A basic Apache Maven setup consists of a [`pom.xml`](pom.xml) file written in [XML](https://www.w3schools.com/xml).

To run the app through Maven, we need to configure [`exec-maven-plugin`](http://www.mojohaus.org/exec-maven-plugin) in the [`pom.xml`](pom.xml) file.

```sh
# To do a simple run.
mvn compile exec:java

# To run passing command line arguments.
mvn compile exec:java -Dexec.args=--inputText="🎉"

# To run the tests.
mvn test
```

To build a self-contained jar file, we need to configure [`maven-assembly-plugin`](https://people.apache.org/~epunzalan/maven-assembly-plugin/index.html) in the [`pom.xml`](pom.xml) file.

```sh
# Build a self-contained jar.
mvn package

# Run the jar application.
java -jar target/beam-java-starter-1-jar-with-dependencies.jar --inputText="🎉"
```

## GitHub Actions automated testing

This project already comes with automated testing via [GitHub Actions](https://github.com/features/actions).

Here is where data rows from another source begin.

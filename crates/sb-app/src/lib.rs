//! Stampboard application layer
//!
//! Use cases that drive the intake list and the board, plus the shared
//! workspace they operate on.

pub mod state;
pub mod usecases;

pub use state::{Section, SharedWorkspace, Workspace};
//! Shared mutable state for all UI handlers.
//!
//! There is exactly one `Workspace`. Handlers lock it for the duration of
//! one operation and read intake and board through the guard, never
//! through a copy taken earlier.

use std::sync::Arc;
use tokio::sync::Mutex;

use sb_core::board::{Board, IntakeQueue};
use sb_core::config::AppConfig;

#[derive(Debug, Clone)]
pub struct Workspace {
    pub intake: IntakeQueue,
    pub board: Board,
}

impl Workspace {
    pub fn new(intake: IntakeQueue, board: Board) -> Self {
        Self { intake, board }
    }

    pub fn from_config(config: &AppConfig) -> Self {
        Self {
            intake: IntakeQueue::new(config.intake.capacity),
            board: Board::new(
                config.board.placement,
                config.board.geometry(),
                config.board.container(),
            ),
        }
    }

    pub fn into_shared(self) -> SharedWorkspace {
        Arc::new(Mutex::new(self))
    }
}

pub type SharedWorkspace = Arc<Mutex<Workspace>>;

/// The two lists a card can live in.
#[derive(Debug, Clone, Copy, PartialEq, Eq)]
pub enum Section {
    Intake,
    Board,
}

impl std::fmt::Display for Section {
    fn fmt(&self, f: &mut std::fmt::Formatter<'_>) -> std::fmt::Result {
        match self {
            Section::Intake => f.write_str("intake"),
            Section::Board => f.write_str("board"),
        }
    }
}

To configure it, look at the [`.github/workflows/test.yaml`](.github/workflows/test.yaml) file.

## Using other runners

To keep this template small, it only includes the [Direct Runner](https://beam.apache.org/documentation/runners/direct/).

For a comparison of what each runner currently supports, look at the [Beam Capability Matrix](https://beam.apache.org/documentation/runners/capability-matrix/).

To add a new runner, visit the runner's page for instructions on how to include it.